Eu os conduzi até a sala de estar e apontei novamente para os destroços, onde os dois
policiais mais jovens estavam ajoelhados cuidadosamente, como se esperando para ser
descobertos fazendo algo de útil. Boney me conduziu até uma cadeira na sala de jantar, afastada,
mas ainda com vista para os sinais de briga.
Rhonda Boney repassou comigo os mesmos elementos básicos que eu havia transmitido a
Velásquez e Riordan, seus olhos atentos de pardal fixos em mim. Gilpin se agachou sobre um
joelho, avaliando a sala de estar.
— Você telefonou para amigos ou parentes, pessoas com as quais sua esposa poderia estar?
— perguntou Rhonda Boney.
— Eu... Não. Ainda não. Acho que estava esperando vocês.

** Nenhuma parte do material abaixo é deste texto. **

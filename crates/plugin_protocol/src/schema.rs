// plugin_protocol/src/schema.rs
//! Schema checks for everything a process receives but did not author.
//!
//! Validation never panics and never returns `Err`: a message is either
//! `Validation::Success` with its typed view or `Validation::Failure` with the
//! raw validator output, which callers log before dropping the message.

use std::marker::PhantomData;

use jsonschema::Validator;
use once_cell::sync::Lazy;
use schemars::{JsonSchema, schema_for};
use serde::de::DeserializeOwned;
use serde_json::Value;

use crate::message::{Envelope, IpcCallMessage, IpcResponseMessage, LogMessage};

#[derive(Debug, Clone, PartialEq)]
pub enum Validation<T> {
    Success(T),
    Failure(String),
}

impl<T> Validation<T> {
    pub fn is_success(&self) -> bool {
        matches!(self, Validation::Success(_))
    }

    pub fn ok(self) -> Option<T> {
        match self {
            Validation::Success(v) => Some(v),
            Validation::Failure(_) => None,
        }
    }

    pub fn error(&self) -> Option<&str> {
        match self {
            Validation::Success(_) => None,
            Validation::Failure(e) => Some(e),
        }
    }
}

/// A compiled JSON schema derived from `T`, plus the typed view it guards.
pub struct MessageSchema<T> {
    validator: Validator,
    _marker: PhantomData<fn() -> T>,
}

impl<T> MessageSchema<T>
where
    T: JsonSchema + DeserializeOwned,
{
    pub fn compile() -> Result<Self, String> {
        let schema = serde_json::to_value(schema_for!(T)).map_err(|e| e.to_string())?;
        let validator = jsonschema::validator_for(&schema).map_err(|e| e.to_string())?;
        Ok(Self { validator, _marker: PhantomData })
    }

    pub fn validate(&self, raw: &Value) -> Validation<T> {
        let errors: Vec<String> = self.validator.iter_errors(raw).map(|e| e.to_string()).collect();
        if !errors.is_empty() {
            return Validation::Failure(errors.join("; "));
        }
        match serde_json::from_value::<T>(raw.clone()) {
            Ok(message) => Validation::Success(message),
            Err(e) => Validation::Failure(e.to_string()),
        }
    }
}

static LOG_SCHEMA: Lazy<Result<MessageSchema<LogMessage>, String>> = Lazy::new(MessageSchema::compile);
static IPC_CALL_SCHEMA: Lazy<Result<MessageSchema<IpcCallMessage>, String>> = Lazy::new(MessageSchema::compile);
static IPC_RESPONSE_SCHEMA: Lazy<Result<MessageSchema<IpcResponseMessage>, String>> =
    Lazy::new(MessageSchema::compile);
static ENVELOPE_SCHEMA: Lazy<Result<MessageSchema<Envelope>, String>> = Lazy::new(MessageSchema::compile);

fn run<T>(schema: &Lazy<Result<MessageSchema<T>, String>>, raw: &Value) -> Validation<T>
where
    T: JsonSchema + DeserializeOwned,
{
    match Lazy::force(schema) {
        Ok(schema) => schema.validate(raw),
        Err(e) => Validation::Failure(format!("schema unavailable: {e}")),
    }
}

/// `{type:'log', level, message, context?, error?: {message, stack?}}`
pub fn validate_log_message(raw: &Value) -> Validation<LogMessage> {
    run(&LOG_SCHEMA, raw)
}

/// `{type:'ipc-call', id, channel, args: unknown[]}`
pub fn validate_ipc_call(raw: &Value) -> Validation<IpcCallMessage> {
    run(&IPC_CALL_SCHEMA, raw)
}

/// `{type:'ipc-response', id, result?, error?}`
pub fn validate_ipc_response(raw: &Value) -> Validation<IpcResponseMessage> {
    run(&IPC_RESPONSE_SCHEMA, raw)
}

/// Outer protocol `{type, id, payload}`.
pub fn validate_envelope(raw: &Value) -> Validation<Envelope> {
    run(&ENVELOPE_SCHEMA, raw)
}

/// The string discriminator every message carries in `type`, if any.
pub fn message_tag(raw: &Value) -> Option<&str> {
    raw.get("type").and_then(Value::as_str)
}
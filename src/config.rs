// src/config.rs
use std::path::PathBuf;
use std::time::Duration;

use thiserror::Error;
use tracing::info;

pub const CALL_TIMEOUT_VAR: &str = "PLUGIN_HOST_CALL_TIMEOUT_MS";
pub const LOG_LEVEL_VAR: &str = "PLUGIN_HOST_LOG_LEVEL";
pub const LOG_DIR_VAR: &str = "PLUGIN_HOST_LOG_DIR";

const DEFAULT_CALL_TIMEOUT_MS: u64 = 30_000;
const DEFAULT_LOG_LEVEL: &str = "info";

#[derive(Debug, Error, PartialEq, Eq)]
pub enum ConfigError {
    #[error("{var} must be a positive number of milliseconds, got `{value}`")]
    InvalidTimeout { var: &'static str, value: String },
}

/// Settings shared by every connection the host opens.
#[derive(Debug, Clone, PartialEq, Eq)]
pub struct HostConfig {
    /// Applied to every outer and nested call.
    pub call_timeout: Duration,
    pub log_level: String,
    pub log_dir: Option<PathBuf>,
}

impl Default for HostConfig {
    fn default() -> Self {
        Self {
            call_timeout: Duration::from_millis(DEFAULT_CALL_TIMEOUT_MS),
            log_level: DEFAULT_LOG_LEVEL.to_string(),
            log_dir: None,
        }
    }
}

impl HostConfig {
    /// Reads the process environment, after loading `.env` if there is one.
    pub fn from_env() -> Result<Self, ConfigError> {
        if let Ok(path) = dotenvy::dotenv() {
            info!("Loaded .env from {}", path.display());
        }
        Self::from_vars(|key| std::env::var(key).ok())
    }

    pub fn from_vars<F>(get: F) -> Result<Self, ConfigError>
    where
        F: Fn(&str) -> Option<String>,
    {
        let mut config = Self::default();

        if let Some(raw) = get(CALL_TIMEOUT_VAR) {
            let ms = raw
                .trim()
                .parse::<u64>()
                .ok()
                .filter(|ms| *ms > 0)
                .ok_or_else(|| ConfigError::InvalidTimeout { var: CALL_TIMEOUT_VAR, value: raw.clone() })?;
            config.call_timeout = Duration::from_millis(ms);
        }
        if let Some(level) = get(LOG_LEVEL_VAR).filter(|l| !l.trim().is_empty()) {
            config.log_level = level.trim().to_string();
        }
        if let Some(dir) = get(LOG_DIR_VAR).filter(|d| !d.trim().is_empty()) {
            config.log_dir = Some(PathBuf::from(dir));
        }

        Ok(config)
    }

    pub fn with_call_timeout(mut self, call_timeout: Duration) -> Self {
        self.call_timeout = call_timeout;
        self
    }
}

#[cfg(test)]
mod tests {
    use super::*;
    use std::collections::HashMap;

    fn vars(pairs: &[(&str, &str)]) -> impl Fn(&str) -> Option<String> {
        let map: HashMap<String, String> = pairs.iter().map(|(k, v)| (k.to_string(), v.to_string())).collect();
        move |key| map.get(key).cloned()
    }

    #[test]
    fn defaults_when_nothing_is_set() {
        let config = HostConfig::from_vars(vars(&[])).unwrap();
        assert_eq!(config, HostConfig::default());
        assert_eq!(config.call_timeout, Duration::from_secs(30));
        assert_eq!(config.log_level, "info");
    }

    #[test]
    fn reads_all_values() {
        let config = HostConfig::from_vars(vars(&[
            (CALL_TIMEOUT_VAR, "250"),
            (LOG_LEVEL_VAR, "debug"),
            (LOG_DIR_VAR, "/var/log/plugins"),
        ]))
        .unwrap();
        assert_eq!(config.call_timeout, Duration::from_millis(250));
        assert_eq!(config.log_level, "debug");
        assert_eq!(config.log_dir, Some(PathBuf::from("/var/log/plugins")));
    }

    #[test]
    fn bad_timeout_is_an_error() {
        for bad in ["soon", "-5", "0", ""] {
            let err = HostConfig::from_vars(vars(&[(CALL_TIMEOUT_VAR, bad)])).unwrap_err();
            assert_eq!(err, ConfigError::InvalidTimeout { var: CALL_TIMEOUT_VAR, value: bad.to_string() });
        }
    }
}
use std::path::PathBuf;
use std::time::Duration;

use clap::{Args, Parser, Subcommand};
use plugin_host::config::HostConfig;
use plugin_host::demo::{demo_bridge, run_demo};
use plugin_host::logger::init_tracing;
use tracing::{error, info};

#[derive(Parser, Debug)]
#[command(
    name = "plugin_host",
    about = "Runs plugin workers behind a host capability bridge",
    version
)]
struct Cli {
    #[command(subcommand)]
    command: Commands,
}

#[derive(Subcommand, Debug)]
enum Commands {
    /// Start a demo plugin worker and run its full lifecycle
    Demo(DemoArgs),

    /// List the channels the demo bridge exposes
    Channels,
}

#[derive(Args, Debug)]
struct DemoArgs {
    /// Per-call timeout, overrides PLUGIN_HOST_CALL_TIMEOUT_MS
    #[arg(long)]
    timeout_ms: Option<u64>,

    /// Log level override (e.g. error, warn, info, debug, trace)
    #[arg(long)]
    log_level: Option<String>,

    /// Also write logs to a daily rolling file in this directory
    #[arg(long)]
    log_dir: Option<PathBuf>,
}

#[tokio::main(flavor = "multi_thread", worker_threads = 2)]
async fn main() -> anyhow::Result<()> {
    let cli = Cli::parse();
    let mut config = HostConfig::from_env()?;

    match cli.command {
        Commands::Demo(args) => {
            if let Some(ms) = args.timeout_ms.filter(|ms| *ms > 0) {
                config.call_timeout = Duration::from_millis(ms);
            }
            if let Some(level) = args.log_level {
                config.log_level = level;
            }
            if args.log_dir.is_some() {
                config.log_dir = args.log_dir;
            }
            init_tracing(&config.log_level, config.log_dir.as_deref())?;
            info!(timeout_ms = %config.call_timeout.as_millis(), "running plugin host demo");

            match run_demo(&config).await {
                Ok(steps) => {
                    for (step, result) in steps {
                        println!("✅ {step}: {result}");
                    }
                    Ok(())
                }
                Err(err) => {
                    error!("demo failed: {err:#}");
                    Err(err)
                }
            }
        }
        Commands::Channels => {
            for channel in demo_bridge()?.list_channels() {
                println!("{channel}");
            }
            Ok(())
        }
    }
}
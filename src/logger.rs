// src/logger.rs
use std::fs;
use std::path::Path;
use std::sync::OnceLock;

use anyhow::Context;
use tracing_appender::non_blocking::WorkerGuard;
use tracing_appender::rolling::{RollingFileAppender, Rotation};
use tracing_subscriber::prelude::*;
use tracing_subscriber::{EnvFilter, Registry, fmt};

pub const LOG_FILE_PREFIX: &str = "plugin_host.log";

static FILE_GUARD: OnceLock<WorkerGuard> = OnceLock::new();

/// Installs the global subscriber: a stdout printer plus, when `log_dir` is
/// given, a daily rolling plain-text file. `level` is an `EnvFilter`
/// directive (`info`, `plugin_host=debug`, ...); `RUST_LOG` wins over it.
///
/// Only the first call installs anything. Later calls return `Ok(false)`.
pub fn init_tracing(level: &str, log_dir: Option<&Path>) -> anyhow::Result<bool> {
    let env_filter = EnvFilter::try_from_default_env()
        .or_else(|_| EnvFilter::try_new(level))
        .with_context(|| format!("invalid log level `{level}`"))?;

    let stdout_layer = fmt::layer().with_thread_names(true).with_target(true);

    let file_layer = match log_dir {
        Some(dir) => {
            fs::create_dir_all(dir).with_context(|| format!("could not create log dir {}", dir.display()))?;
            let appender = RollingFileAppender::new(Rotation::DAILY, dir, LOG_FILE_PREFIX);
            let (writer, guard) = tracing_appender::non_blocking(appender);
            Some((fmt::layer().with_writer(writer).with_ansi(false), guard))
        }
        None => None,
    };
    let (file_layer, guard) = match file_layer {
        Some((layer, guard)) => (Some(layer), Some(guard)),
        None => (None, None),
    };

    let installed = Registry::default()
        .with(env_filter)
        .with(stdout_layer)
        .with(file_layer)
        .try_init()
        .is_ok();

    if installed {
        if let Some(guard) = guard {
            let _ = FILE_GUARD.set(guard);
        }
    }
    Ok(installed)
}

— Ah — disse, e sorriu. — Deixe-me adivinhar: o bebê da família?
— O quê?
— Você é o bebê.
— Eu tenho uma irmã gêmea — disse, sentindo que algum julgamento interno estava sendo
feito. — Por quê?
O vaso preferido de Amy estava caído no chão, intacto, encostado na parede. Era um presente
de casamento, uma obra-prima japonesa que Amy escondia toda semana quando a faxineira
vinha, porque tinha certeza de que acabaria sendo quebrada.
— Só uma suposição minha sobre por que você esperaria por nós: está acostumado a que
alguém assuma o comando. Meu irmão mais novo é assim. É uma coisa de ordem de nascimento
— disse ela, anotando algo em um bloco.
— Certo. — Dei de ombros com raiva. — Você também precisa do meu signo ou podemos
começar?
Boney sorriu gentilmente para mim, esperando.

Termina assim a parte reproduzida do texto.